Data excerpts:
************
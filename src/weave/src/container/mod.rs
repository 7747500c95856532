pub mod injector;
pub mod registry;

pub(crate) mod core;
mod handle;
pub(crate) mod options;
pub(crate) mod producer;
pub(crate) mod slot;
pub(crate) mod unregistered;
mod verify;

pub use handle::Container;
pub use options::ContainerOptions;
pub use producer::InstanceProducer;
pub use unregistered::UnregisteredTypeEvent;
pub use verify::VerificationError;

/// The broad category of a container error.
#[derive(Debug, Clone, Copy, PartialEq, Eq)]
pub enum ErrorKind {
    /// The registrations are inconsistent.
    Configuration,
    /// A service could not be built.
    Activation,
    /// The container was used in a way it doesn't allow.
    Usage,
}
************
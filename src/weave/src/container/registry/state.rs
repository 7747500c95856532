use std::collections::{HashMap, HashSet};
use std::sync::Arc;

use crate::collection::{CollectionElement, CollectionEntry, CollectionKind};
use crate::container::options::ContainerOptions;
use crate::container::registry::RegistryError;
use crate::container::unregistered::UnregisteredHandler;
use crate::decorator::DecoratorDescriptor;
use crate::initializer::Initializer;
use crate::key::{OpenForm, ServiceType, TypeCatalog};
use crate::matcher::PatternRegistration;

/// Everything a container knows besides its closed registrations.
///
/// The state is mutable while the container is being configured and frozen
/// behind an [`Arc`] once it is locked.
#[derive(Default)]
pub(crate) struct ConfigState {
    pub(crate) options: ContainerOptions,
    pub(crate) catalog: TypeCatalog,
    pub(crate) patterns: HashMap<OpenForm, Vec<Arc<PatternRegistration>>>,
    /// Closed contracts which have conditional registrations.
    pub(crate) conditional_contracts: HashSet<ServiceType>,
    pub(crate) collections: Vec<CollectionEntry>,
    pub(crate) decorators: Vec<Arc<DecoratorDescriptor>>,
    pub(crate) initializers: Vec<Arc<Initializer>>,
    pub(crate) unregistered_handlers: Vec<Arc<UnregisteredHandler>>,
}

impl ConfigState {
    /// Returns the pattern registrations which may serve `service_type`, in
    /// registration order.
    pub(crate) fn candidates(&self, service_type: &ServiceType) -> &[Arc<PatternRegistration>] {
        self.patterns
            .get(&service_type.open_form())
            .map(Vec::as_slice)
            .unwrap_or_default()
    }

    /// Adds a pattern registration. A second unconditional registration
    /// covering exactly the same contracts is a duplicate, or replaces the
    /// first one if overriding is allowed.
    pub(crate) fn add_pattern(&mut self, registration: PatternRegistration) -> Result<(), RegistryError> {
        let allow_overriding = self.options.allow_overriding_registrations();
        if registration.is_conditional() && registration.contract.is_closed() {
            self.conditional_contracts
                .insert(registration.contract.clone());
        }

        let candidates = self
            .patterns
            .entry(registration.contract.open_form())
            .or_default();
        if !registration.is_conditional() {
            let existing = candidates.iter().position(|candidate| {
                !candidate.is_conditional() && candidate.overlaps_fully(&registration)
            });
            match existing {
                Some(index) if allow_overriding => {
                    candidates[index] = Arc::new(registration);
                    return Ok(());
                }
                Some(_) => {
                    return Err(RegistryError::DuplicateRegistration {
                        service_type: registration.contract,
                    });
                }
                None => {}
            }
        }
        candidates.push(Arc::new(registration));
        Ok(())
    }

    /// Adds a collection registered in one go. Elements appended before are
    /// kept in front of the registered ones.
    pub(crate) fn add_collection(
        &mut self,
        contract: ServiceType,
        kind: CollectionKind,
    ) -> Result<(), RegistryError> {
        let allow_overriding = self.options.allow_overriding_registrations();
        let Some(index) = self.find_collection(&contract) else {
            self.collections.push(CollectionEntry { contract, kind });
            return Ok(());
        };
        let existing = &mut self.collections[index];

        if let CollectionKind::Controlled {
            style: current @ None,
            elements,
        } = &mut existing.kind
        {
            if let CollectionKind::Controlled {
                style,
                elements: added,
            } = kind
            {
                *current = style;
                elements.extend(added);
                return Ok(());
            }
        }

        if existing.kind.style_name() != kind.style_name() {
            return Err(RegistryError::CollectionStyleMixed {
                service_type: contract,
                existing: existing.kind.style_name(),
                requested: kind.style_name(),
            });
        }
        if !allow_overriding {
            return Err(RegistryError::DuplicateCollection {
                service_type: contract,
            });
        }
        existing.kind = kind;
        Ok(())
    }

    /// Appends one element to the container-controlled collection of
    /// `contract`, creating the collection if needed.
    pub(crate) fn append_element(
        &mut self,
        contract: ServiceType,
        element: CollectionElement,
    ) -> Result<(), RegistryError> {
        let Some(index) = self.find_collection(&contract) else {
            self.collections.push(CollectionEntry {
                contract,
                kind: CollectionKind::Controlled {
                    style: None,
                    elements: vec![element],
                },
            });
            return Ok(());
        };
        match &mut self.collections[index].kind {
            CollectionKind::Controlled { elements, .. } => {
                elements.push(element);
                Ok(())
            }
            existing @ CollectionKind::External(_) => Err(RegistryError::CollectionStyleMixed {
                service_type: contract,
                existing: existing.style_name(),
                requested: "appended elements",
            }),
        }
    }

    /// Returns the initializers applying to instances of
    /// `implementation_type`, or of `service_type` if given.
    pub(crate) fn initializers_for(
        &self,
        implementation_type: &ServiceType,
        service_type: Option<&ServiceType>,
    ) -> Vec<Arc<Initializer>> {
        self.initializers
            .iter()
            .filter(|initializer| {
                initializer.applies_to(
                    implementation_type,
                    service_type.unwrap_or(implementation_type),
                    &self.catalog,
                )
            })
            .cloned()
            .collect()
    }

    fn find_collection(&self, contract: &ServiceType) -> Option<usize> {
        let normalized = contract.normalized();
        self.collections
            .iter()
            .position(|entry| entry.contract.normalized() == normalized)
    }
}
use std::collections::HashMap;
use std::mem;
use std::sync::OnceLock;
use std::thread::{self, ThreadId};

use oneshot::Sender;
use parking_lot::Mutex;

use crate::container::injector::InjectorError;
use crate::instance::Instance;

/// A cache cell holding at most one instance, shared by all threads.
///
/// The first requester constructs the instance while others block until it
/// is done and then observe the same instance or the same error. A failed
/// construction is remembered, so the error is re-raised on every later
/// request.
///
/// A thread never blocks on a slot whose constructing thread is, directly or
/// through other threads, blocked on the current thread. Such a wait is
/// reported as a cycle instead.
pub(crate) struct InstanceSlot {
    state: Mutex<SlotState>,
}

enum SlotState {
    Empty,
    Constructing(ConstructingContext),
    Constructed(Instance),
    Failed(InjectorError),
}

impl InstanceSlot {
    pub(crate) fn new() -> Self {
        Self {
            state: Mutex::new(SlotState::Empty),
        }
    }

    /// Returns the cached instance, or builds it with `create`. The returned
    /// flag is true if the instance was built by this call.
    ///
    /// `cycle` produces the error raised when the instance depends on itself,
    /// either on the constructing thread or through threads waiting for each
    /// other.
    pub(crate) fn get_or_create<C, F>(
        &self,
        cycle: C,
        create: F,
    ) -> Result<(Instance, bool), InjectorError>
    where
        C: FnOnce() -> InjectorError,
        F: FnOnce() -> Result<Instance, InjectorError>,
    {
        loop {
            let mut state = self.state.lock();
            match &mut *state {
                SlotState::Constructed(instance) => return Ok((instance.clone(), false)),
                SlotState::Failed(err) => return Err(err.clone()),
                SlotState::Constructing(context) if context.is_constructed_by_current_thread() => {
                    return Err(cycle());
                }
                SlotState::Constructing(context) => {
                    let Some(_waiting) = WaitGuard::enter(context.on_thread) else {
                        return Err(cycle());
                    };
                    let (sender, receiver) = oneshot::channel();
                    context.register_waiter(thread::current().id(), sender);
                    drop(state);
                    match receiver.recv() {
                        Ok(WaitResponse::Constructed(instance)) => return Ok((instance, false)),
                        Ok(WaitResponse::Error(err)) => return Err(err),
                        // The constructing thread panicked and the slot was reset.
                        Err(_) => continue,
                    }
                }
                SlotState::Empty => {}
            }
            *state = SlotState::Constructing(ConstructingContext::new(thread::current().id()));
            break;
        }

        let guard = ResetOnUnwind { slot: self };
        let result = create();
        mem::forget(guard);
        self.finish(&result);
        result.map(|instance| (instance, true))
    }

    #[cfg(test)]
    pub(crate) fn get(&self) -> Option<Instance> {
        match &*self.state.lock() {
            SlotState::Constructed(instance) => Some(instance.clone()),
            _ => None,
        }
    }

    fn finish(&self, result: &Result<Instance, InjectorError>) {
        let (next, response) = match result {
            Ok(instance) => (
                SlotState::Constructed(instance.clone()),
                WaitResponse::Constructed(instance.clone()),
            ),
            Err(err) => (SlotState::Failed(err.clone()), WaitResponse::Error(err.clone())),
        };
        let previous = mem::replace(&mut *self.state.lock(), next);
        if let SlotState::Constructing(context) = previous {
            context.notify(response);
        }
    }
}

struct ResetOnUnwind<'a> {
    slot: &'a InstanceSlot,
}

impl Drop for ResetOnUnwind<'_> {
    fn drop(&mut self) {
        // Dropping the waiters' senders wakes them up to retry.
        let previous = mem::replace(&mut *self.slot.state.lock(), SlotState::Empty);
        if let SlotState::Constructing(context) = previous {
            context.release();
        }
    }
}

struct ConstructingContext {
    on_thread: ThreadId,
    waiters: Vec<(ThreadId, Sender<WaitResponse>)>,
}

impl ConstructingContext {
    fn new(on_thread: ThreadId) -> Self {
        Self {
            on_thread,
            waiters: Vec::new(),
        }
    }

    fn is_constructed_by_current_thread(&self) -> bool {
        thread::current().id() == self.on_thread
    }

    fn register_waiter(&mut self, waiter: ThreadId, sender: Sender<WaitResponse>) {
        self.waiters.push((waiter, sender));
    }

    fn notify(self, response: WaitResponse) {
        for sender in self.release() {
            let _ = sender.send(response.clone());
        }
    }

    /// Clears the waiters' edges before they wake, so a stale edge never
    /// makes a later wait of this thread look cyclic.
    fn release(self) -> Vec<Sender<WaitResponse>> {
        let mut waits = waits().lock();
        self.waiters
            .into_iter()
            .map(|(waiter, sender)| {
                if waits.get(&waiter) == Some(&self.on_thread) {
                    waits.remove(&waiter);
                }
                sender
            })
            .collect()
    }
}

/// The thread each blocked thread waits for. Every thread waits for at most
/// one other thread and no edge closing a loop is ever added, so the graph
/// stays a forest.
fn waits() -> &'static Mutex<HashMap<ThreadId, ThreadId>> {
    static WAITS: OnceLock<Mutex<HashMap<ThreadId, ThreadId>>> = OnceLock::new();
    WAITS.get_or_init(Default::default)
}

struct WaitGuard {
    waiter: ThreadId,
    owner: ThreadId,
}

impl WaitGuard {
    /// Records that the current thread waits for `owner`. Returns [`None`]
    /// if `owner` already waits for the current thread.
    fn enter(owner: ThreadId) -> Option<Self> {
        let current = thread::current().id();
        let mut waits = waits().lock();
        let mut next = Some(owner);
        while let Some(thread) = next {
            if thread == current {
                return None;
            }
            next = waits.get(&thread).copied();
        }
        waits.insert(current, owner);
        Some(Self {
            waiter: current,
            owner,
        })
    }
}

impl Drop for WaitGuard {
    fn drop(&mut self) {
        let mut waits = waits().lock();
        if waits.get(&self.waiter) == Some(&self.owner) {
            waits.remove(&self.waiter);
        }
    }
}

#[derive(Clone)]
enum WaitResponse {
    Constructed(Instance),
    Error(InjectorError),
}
************
Which of the lines above hold the word "this"? Copy each one.

Response below:
    /// flag is true if the instance was built by this call.
    /// makes a later wait of this thread look cyclic.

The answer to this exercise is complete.